Come vendere bene su Amazon

Il fatto che il proprietario di Amazon Jeff Bezos sia diventato ufficialmente il più ricco del mondo, non fa altro che confermare l’enormità del successo di questo gigante dell’e-commerce, che sta cambiando i comportamenti degli utenti. Amazon deve il suo enorme successo oltre alla varietà di prodotti, che continua ad allargarsi, soprattutto all’esperienza di vendita. Per Amazon il consumatore è tutto, a costo di metterlo davanti ai diritti dei lavoratori, spesso saliti agli onori delle cronache per le condizioni in cui lavorano. I commercianti online però non devono avere paura. È vero che Amazon sta andando a occupare nicchie di mercato che stanno per renderla monopolista o quasi, e che con l’avvento di Amazon molti e-commerce hanno dovuto chiudere. In realtà però Amazon offre la possibilità ai commercianti di vendere attraverso la sua vetrina qualsiasi prodotto appartenente alle categorie di vendita ufficiali. Non è poco considerando che si ottiene il lasciapassare di Amazon per la vendita, come se fosse un grande supermercato che espone marchi differenti, con il vantaggio di vedersi riconosciuta l’attendibilità di Amazon che magari non si possiede.

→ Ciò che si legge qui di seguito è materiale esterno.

use crate::dtos::ReportParams;
use crate::middleware::RequestContext;
use crate::models::{current_period, HostelFilter, Role};
use crate::services::access::scoped_hostel;
use crate::services::reports::{billing_overview, hostel_summary};
use crate::services::BillingService;
use crate::startup::AppState;
use axum::{
    extract::{Path, Query, State},
    response::IntoResponse,
    Json,
};
use chrono::Utc;
use service_core::error::AppError;

fn period(params: &ReportParams) -> Result<(i32, i32), AppError> {
    let (month, year) = current_period();
    let month = params.month.unwrap_or(month);
    let year = params.year.unwrap_or(year);
    BillingService::validate_period(month, year)?;
    Ok((month, year))
}

pub async fn hostel_report(
    State(state): State<AppState>,
    ctx: RequestContext,
    Path(hostel_id): Path<String>,
    Query(params): Query<ReportParams>,
) -> Result<impl IntoResponse, AppError> {
    let (month, year) = period(&params)?;
    let store = state.store.as_ref();
    let hostel = scoped_hostel(store, &ctx, &hostel_id, Role::Manager).await?;

    let summary = hostel_summary(store, &hostel, month, year, Utc::now().date_naive()).await?;
    Ok(Json(summary))
}

pub async fn admin_overview(
    State(state): State<AppState>,
    ctx: RequestContext,
    Query(params): Query<ReportParams>,
) -> Result<impl IntoResponse, AppError> {
    ctx.require(Role::Admin)?;
    let (month, year) = period(&params)?;
    let store = state.store.as_ref();

    let hostels = store.list_hostels(&HostelFilter::default()).await?;
    let overview = billing_overview(store, &hostels, month, year, Utc::now().date_naive()).await?;
    Ok(Json(overview))
}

Ma cosa deve fare un commerciante per vendere bene su Amazon?
Innanzitutto fare ciò che fa Amazon. Dare una grande esperienza di vendita al consumatore: il processo di vendita dev’essere preciso, funzionale e trasparente. Il commerciante ha la possibilità di creare schede prodotto molto precise e informative, che eliminano i possibili dubbi e facilitano l’acquisto. La consegna dev’essere veloce, puntuale, con tempi e costi certi e nessun inghippo nascosto. Il pacco deve arrivare integro, il confezionamento all’altezza del prodotto contenuto.

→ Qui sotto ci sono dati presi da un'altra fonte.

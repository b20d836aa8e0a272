//! Metrics collection and Prometheus export.
//!
//! Initializes the metrics exporter and provides the /metrics endpoint handler.
//! Billing counters are recorded through the helpers below; without an
//! installed recorder they are no-ops.

use metrics::counter;
use metrics_exporter_prometheus::{PrometheusBuilder, PrometheusHandle};
use std::sync::OnceLock;

/// Global handle to the Prometheus recorder.
pub static METRICS_HANDLE: OnceLock<PrometheusHandle> = OnceLock::new();

/// Initialize the metrics recorder.
///
/// Call once at startup, before any metrics are recorded. A second call
/// leaves the first recorder in place.
pub fn init_metrics() {
    if METRICS_HANDLE.get().is_some() {
        return;
    }

    match PrometheusBuilder::new().install_recorder() {
        Ok(handle) => {
            let _ = METRICS_HANDLE.set(handle);
        }
        Err(e) => tracing::warn!("Failed to install Prometheus recorder: {}", e),
    }
}

/// Get the current metrics in Prometheus text format.
pub fn get_metrics() -> String {
    METRICS_HANDLE
        .get()
        .map(|handle| handle.render())
        .unwrap_or_else(|| "# Metrics recorder not initialized".to_string())
}

pub fn record_invoices_generated(hostel_id: &str, created: u64) {
    counter!("invoices_generated_total", "hostel_id" => hostel_id.to_string()).increment(created);
}

pub fn record_generation_rejected(hostel_id: &str) {
    counter!("invoice_generation_rejected_total", "hostel_id" => hostel_id.to_string())
        .increment(1);
}

pub fn record_payment_transition(to: &'static str) {
    counter!("payment_transitions_total", "to" => to).increment(1);
    if to == "COMPLETED" {
        counter!("payments_verified_total").increment(1);
    }
}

Una volta che il prodotto è stato consegnato, nelle seguenti settimane il commerciante può chiedere al nuovo cliente un feedback sul prodotto acquistato. È scorretto offrire buoni in cambio di recensioni positive ed è assolutamente scorretto chiedere un feedback appena consegnato il prodotto. Perché comunque non si sta lavorando per un’esperienza d’acquisto migliore. Molti commercianti lo fanno, ma tanti rischiano che Amazon se ne accorga.

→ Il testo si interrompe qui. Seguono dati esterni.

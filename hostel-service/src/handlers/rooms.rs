use crate::dtos::{CreateRoomRequest, RoomResponse, UpdateRoomRequest};
use crate::middleware::RequestContext;
use crate::models::{Role, Room};
use crate::services::access::scoped_hostel;
use crate::startup::AppState;
use crate::utils::ValidatedJson;
use axum::{
    extract::{Path, State},
    http::StatusCode,
    response::IntoResponse,
    Json,
};
use chrono::Utc;
use service_core::error::AppError;

pub async fn list_rooms(
    State(state): State<AppState>,
    ctx: RequestContext,
    Path(hostel_id): Path<String>,
) -> Result<impl IntoResponse, AppError> {
    let hostel = scoped_hostel(state.store.as_ref(), &ctx, &hostel_id, Role::Student).await?;
    let rooms = state.store.list_rooms(&hostel.id).await?;
    let rooms: Vec<RoomResponse> = rooms.into_iter().map(RoomResponse::from).collect();
    Ok(Json(rooms))
}

pub async fn create_room(
    State(state): State<AppState>,
    ctx: RequestContext,
    Path(hostel_id): Path<String>,
    ValidatedJson(req): ValidatedJson<CreateRoomRequest>,
) -> Result<impl IntoResponse, AppError> {
    let hostel = scoped_hostel(state.store.as_ref(), &ctx, &hostel_id, Role::Manager).await?;

    let room = Room::new(hostel.id, req.number, req.floor, req.room_type, req.capacity);
    state.store.insert_room(&room).await?;

    tracing::info!(room_id = %room.id, number = %room.number, "Room created");

    Ok((StatusCode::CREATED, Json(RoomResponse::from(room))))
}

pub async fn get_room(
    State(state): State<AppState>,
    ctx: RequestContext,
    Path((hostel_id, room_id)): Path<(String, String)>,
) -> Result<impl IntoResponse, AppError> {
    let hostel = scoped_hostel(state.store.as_ref(), &ctx, &hostel_id, Role::Student).await?;
    let room = state
        .store
        .get_room(&hostel.id, &room_id)
        .await?
        .ok_or_else(|| AppError::not_found("Room not found"))?;
    Ok(Json(RoomResponse::from(room)))
}

pub async fn update_room(
    State(state): State<AppState>,
    ctx: RequestContext,
    Path((hostel_id, room_id)): Path<(String, String)>,
    ValidatedJson(req): ValidatedJson<UpdateRoomRequest>,
) -> Result<impl IntoResponse, AppError> {
    let hostel = scoped_hostel(state.store.as_ref(), &ctx, &hostel_id, Role::Manager).await?;
    let mut room = state
        .store
        .get_room(&hostel.id, &room_id)
        .await?
        .ok_or_else(|| AppError::not_found("Room not found"))?;

    if let Some(number) = req.number {
        room.number = number;
    }
    if let Some(floor) = req.floor {
        room.floor = floor;
    }
    if let Some(room_type) = req.room_type {
        room.room_type = room_type;
    }
    if let Some(capacity) = req.capacity {
        if capacity < room.occupied {
            return Err(AppError::conflict(format!(
                "Capacity {} is below current occupancy {}",
                capacity, room.occupied
            )));
        }
        room.capacity = capacity;
    }
    if let Some(is_active) = req.is_active {
        room.is_active = is_active;
    }
    room.updated_at = Utc::now();

    state.store.update_room(&room).await?;
    Ok(Json(RoomResponse::from(room)))
}

pub async fn delete_room(
    State(state): State<AppState>,
    ctx: RequestContext,
    Path((hostel_id, room_id)): Path<(String, String)>,
) -> Result<impl IntoResponse, AppError> {
    let hostel = scoped_hostel(state.store.as_ref(), &ctx, &hostel_id, Role::Manager).await?;
    state
        .store
        .get_room(&hostel.id, &room_id)
        .await?
        .ok_or_else(|| AppError::not_found("Room not found"))?;

    if !state.store.delete_room(&hostel.id, &room_id).await? {
        return Err(AppError::conflict("Room still has students assigned"));
    }

    tracing::info!(room_id = %room_id, "Room deleted");

    Ok(StatusCode::NO_CONTENT)
}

Le recensioni aiutano il posizionamento del prodotto nelle ricerche di Amazon. Per ottenerle oltre al feedback via mail è possibile chiedere l’iscrizione a una newsletter o usare i social, richiedendo like alla pagina di Facebook e successivamente inviare buoni d’acquisto o presentare offerte. Si possono anche contattare utenti che hanno comprato prodotti simili, senza essere invasivi e non fare dello spam. Ricordiamo che gli utenti su Amazon non sono tutti uguali: quelli che recensiscono più prodotti hanno un peso maggiore.

L’esperienza di acquisto è così rilevante che gli utenti, come insegnano anche le ricerche di settore, sono molto più propensi a lasciare recensioni negative che positive. Se l’utente è scontento dell’acquisto bisogna fare di tutto per impedire che rilasci una recensione negativa, lo si può fare anzitutto venendogli incontro e chiedendogli scusa. Poi facilitando il reso e inviando magari un buono. In questo modo egli loderà l’iniziativa che non gli è costata alcun esborso in più, dimenticandosi del primo acquisto.

Ci sono anche agenzie che organizzano delle recensioni professionali, ma è un metodo che sconsigliamo perché comunque produce acquisti, ma non clienti affezionati, che sono quelli più importanti (la loro recensione è gratis, una volta che sono soddisfatti dell’acquisto, perché pagare quando si può semplicemente lavorare meglio?).